Selling Solidarity outside the annual conference, this weekend, of the George Galloway/ SWP coalition "Respect", I thought the crowd looked thinner, older, and more dispirited than at the "Respect" conference last year.
"Respect" insiders confirm this, saying that the conference is smaller despite last-minute efforts by the SWP to drum up people to attend as observers and fill the hall.
Meanwhile, the Socialist Party's annual weekend event (last weekend, 12-13 November) was bigger than previous years. About 500 there, and a lot of them young, according to AWLers who attended.
I attended one of these SP annual events a few years back - in 2001, maybe - and then the main session had just 90 people in the hall at its start (though it filled up a bit more as it went on).
Since then the SP has increased its numbers steadily, and this year perhaps a bit more than steadily.

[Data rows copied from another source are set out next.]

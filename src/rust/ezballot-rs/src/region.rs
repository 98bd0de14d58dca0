//! Region tree aggregation.
//!
//! A region carries its own vote count plus any number of sub-regions:
//! ```text
//! { name: "district", votes: 5, subRegions: [ { name: "ward", ... }, ... ] }
//! ```
//! Totals are computed with an explicit worklist, so tree depth is bounded by
//! heap rather than stack.

use serde::{Deserialize, Serialize};
use serde_json::Value;

/// A node in the region tree.
#[derive(Clone, Debug, Default, PartialEq, Eq, Serialize, Deserialize)]
#[serde(rename_all = "camelCase")]
pub struct RegionNode {
    pub name: String,
    #[serde(default)]
    pub votes: i64,
    #[serde(default)]
    pub sub_regions: Vec<RegionNode>,
}

impl RegionNode {
    /// A region with no sub-regions.
    pub fn leaf(name: impl Into<String>, votes: i64) -> Self {
        Self {
            name: name.into(),
            votes,
            sub_regions: Vec::new(),
        }
    }

    pub fn with_sub_regions(
        name: impl Into<String>,
        votes: i64,
        sub_regions: Vec<RegionNode>,
    ) -> Self {
        Self {
            name: name.into(),
            votes,
            sub_regions,
        }
    }

    /// Total votes of this region and every descendant.
    pub fn total_votes(&self) -> i64 {
        let mut total: i64 = 0;
        let mut pending: Vec<&RegionNode> = vec![self];

        while let Some(node) = pending.pop() {
            total = total.saturating_add(node.votes);
            pending.extend(node.sub_regions.iter());
        }

        total
    }
}

// The derived drop recurses once per level; flatten it so deep chains can be
// released as safely as they are counted.
impl Drop for RegionNode {
    fn drop(&mut self) {
        let mut pending = std::mem::take(&mut self.sub_regions);
        while let Some(mut node) = pending.pop() {
            pending.append(&mut node.sub_regions);
        }
    }
}

/// Sum the votes of a region tree. An absent tree counts as zero.
pub fn count_votes_in_regions(tree: Option<&RegionNode>) -> i64 {
    tree.map_or(0, RegionNode::total_votes)
}

/// Sum the votes of an untyped region tree.
///
/// Non-object nodes count as zero, a missing or non-integer `votes` counts as
/// zero, and a missing or non-array `subRegions` contributes nothing. Counts
/// beyond `i64::MAX` are clamped to it.
pub fn count_votes_in_value(tree: &Value) -> i64 {
    let mut total: i64 = 0;
    let mut pending: Vec<&Value> = vec![tree];

    while let Some(node) = pending.pop() {
        let Some(fields) = node.as_object() else {
            continue;
        };

        let votes = fields.get("votes").map_or(0, votes_of);
        total = total.saturating_add(votes);

        if let Some(Value::Array(children)) = fields.get("subRegions") {
            pending.extend(children.iter());
        }
    }

    total
}

fn votes_of(value: &Value) -> i64 {
    match (value.as_i64(), value.as_u64()) {
        (Some(n), _) => n,
        (None, Some(n)) => i64::try_from(n).unwrap_or(i64::MAX),
        (None, None) => 0,
    }
}
//! Voter eligibility checks built from a rule set.

use serde::{Deserialize, Serialize};
use serde_json::Value;
use tracing::debug;

/// Outcome of an eligibility check.
#[derive(Clone, Debug, PartialEq, Eq, Serialize, Deserialize)]
pub struct Eligibility {
    pub valid: bool,
    pub reason: String,
}

impl Eligibility {
    fn eligible() -> Self {
        Self {
            valid: true,
            reason: "Voter is eligible".to_string(),
        }
    }

    fn ineligible(reason: impl Into<String>) -> Self {
        Self {
            valid: false,
            reason: reason.into(),
        }
    }
}

/// A standalone eligibility check.
pub type ValidateFn = Box<dyn Fn(&Value) -> Eligibility + Send + Sync>;

/// Rules a voter record is checked against.
#[derive(Clone, Debug, PartialEq, Serialize, Deserialize)]
#[serde(default, rename_all = "camelCase")]
pub struct ValidationRules {
    pub min_age: f64,
    /// Fields that must be present, checked in order.
    pub required_fields: Vec<String>,
}

impl Default for ValidationRules {
    fn default() -> Self {
        Self {
            min_age: 18.0,
            required_fields: Vec::new(),
        }
    }
}

impl ValidationRules {
    /// Check a voter record against these rules.
    pub fn validate(&self, voter: &Value) -> Eligibility {
        let Some(fields) = voter.as_object() else {
            return Eligibility::ineligible("Invalid voter object");
        };

        if let Some(missing) = self
            .required_fields
            .iter()
            .find(|field| !fields.contains_key(field.as_str()))
        {
            return Eligibility::ineligible(format!("Missing field: {missing}"));
        }

        match fields.get("age").and_then(Value::as_f64) {
            Some(age) if age >= self.min_age => Eligibility::eligible(),
            _ => Eligibility::ineligible(format!("Age must be at least {}", self.min_age)),
        }
    }

    /// Box these rules into a standalone check.
    pub fn into_validator(self) -> ValidateFn {
        Box::new(move |voter| self.validate(voter))
    }
}

/// Build an eligibility check from untyped rules.
///
/// Rules that are not an object, or whose recognised options have the wrong
/// shape, produce a check that rejects everyone with "Invalid rules".
pub fn create_vote_validator(rules: &Value) -> ValidateFn {
    let parsed = match rules {
        Value::Object(_) => serde_json::from_value::<ValidationRules>(rules.clone()).ok(),
        _ => None,
    };

    match parsed {
        Some(rules) => rules.into_validator(),
        None => {
            debug!("rejecting malformed validator rules");
            Box::new(|_| Eligibility::ineligible("Invalid rules"))
        }
    }
}
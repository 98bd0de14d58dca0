//! The election session: candidates, voter registry and ballots.

use crate::{CandidateSpec, ElectionConfig, RegistrationPolicy, Tally};
use serde::{Deserialize, Serialize};
use serde_json::Value;
use std::cmp::Ordering;
use std::collections::BTreeMap;
use thiserror::Error;
use tracing::{debug, info, warn};
use uuid::Uuid;

/// A candidate and the votes received so far.
#[derive(Clone, Debug, PartialEq, Eq, Serialize, Deserialize)]
pub struct Candidate {
    pub id: String,
    pub name: String,
    pub party: String,
    pub votes: u64,
}

impl From<CandidateSpec> for Candidate {
    fn from(spec: CandidateSpec) -> Self {
        Self {
            id: spec.id,
            name: spec.name,
            party: spec.party,
            votes: 0,
        }
    }
}

/// A registered voter.
#[derive(Clone, Debug, PartialEq, Eq, Serialize, Deserialize)]
pub struct Voter {
    pub id: String,
    pub name: String,
    pub age: i64,
    pub voted: bool,
}

/// A request to register a voter.
#[derive(Clone, Debug, PartialEq, Eq, Serialize, Deserialize)]
pub struct VoterRegistration {
    pub id: String,
    pub name: String,
    pub age: i64,
}

impl VoterRegistration {
    pub fn new(id: impl Into<String>, name: impl Into<String>, age: i64) -> Self {
        Self {
            id: id.into(),
            name: name.into(),
            age,
        }
    }

    /// Extract a registration from an untyped record.
    ///
    /// `id` and `name` must be non-empty strings, `age` an integer. A float
    /// with no fractional part is accepted as an integer.
    pub fn from_value(voter: &Value) -> Option<Self> {
        let fields = voter.as_object()?;

        let id = fields.get("id")?.as_str().filter(|s| !s.is_empty())?;
        let name = fields.get("name")?.as_str().filter(|s| !s.is_empty())?;
        let age = integer(fields.get("age")?)?;

        Some(Self::new(id, name, age))
    }
}

fn integer(value: &Value) -> Option<i64> {
    if let Some(n) = value.as_i64() {
        return Some(n);
    }

    let f = value.as_f64()?;
    let in_range = f >= i64::MIN as f64 && f <= i64::MAX as f64;
    (f.fract() == 0.0 && in_range).then_some(f as i64)
}

/// Proof of an accepted vote.
#[derive(Clone, Debug, PartialEq, Eq, Serialize, Deserialize)]
#[serde(rename_all = "camelCase")]
pub struct VoteReceipt {
    pub voter_id: String,
    pub candidate_id: String,
}

/// Why a vote was refused. Checked in declaration order.
#[derive(Clone, Copy, Debug, PartialEq, Eq, Error)]
pub enum CastError {
    #[error("Invalid Voter ID")]
    InvalidVoterId,

    #[error("Invalid Candidate ID")]
    InvalidCandidateId,

    #[error("Voter ID not registered!")]
    VoterNotRegistered,

    #[error("Voter has already voted!")]
    AlreadyVoted,

    #[error("Candidate ID not registered!")]
    CandidateNotFound,
}

/// One election's runtime state.
///
/// Candidates keep their construction order for the whole session; that order
/// breaks ties in `results` and `winner`.
#[derive(Debug)]
pub struct ElectionSession {
    id: Uuid,
    candidates: Vec<Candidate>,
    voters: BTreeMap<String, Voter>,
    policy: RegistrationPolicy,
}

/// Open an election over `candidates` with the default registration policy.
pub fn create_election(candidates: Vec<CandidateSpec>) -> ElectionSession {
    ElectionSession::with_config(ElectionConfig::new(candidates))
}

Why? My guess would be that it's as simple as this: with the SWP's self-conversion into a fan club for George Galloway and Moqtada al-Sadr, the SP is now the most visible organisation in England and Wales promoting basic socialist ideas. If socialists plug away at the basics - paper sales, an organised presence on demonstrations, and so on - then they can recruit. And the more visible you are, the more you recruit.
Martin Thomas
there is plenty of stuff about the conference
in the new "weekly worker"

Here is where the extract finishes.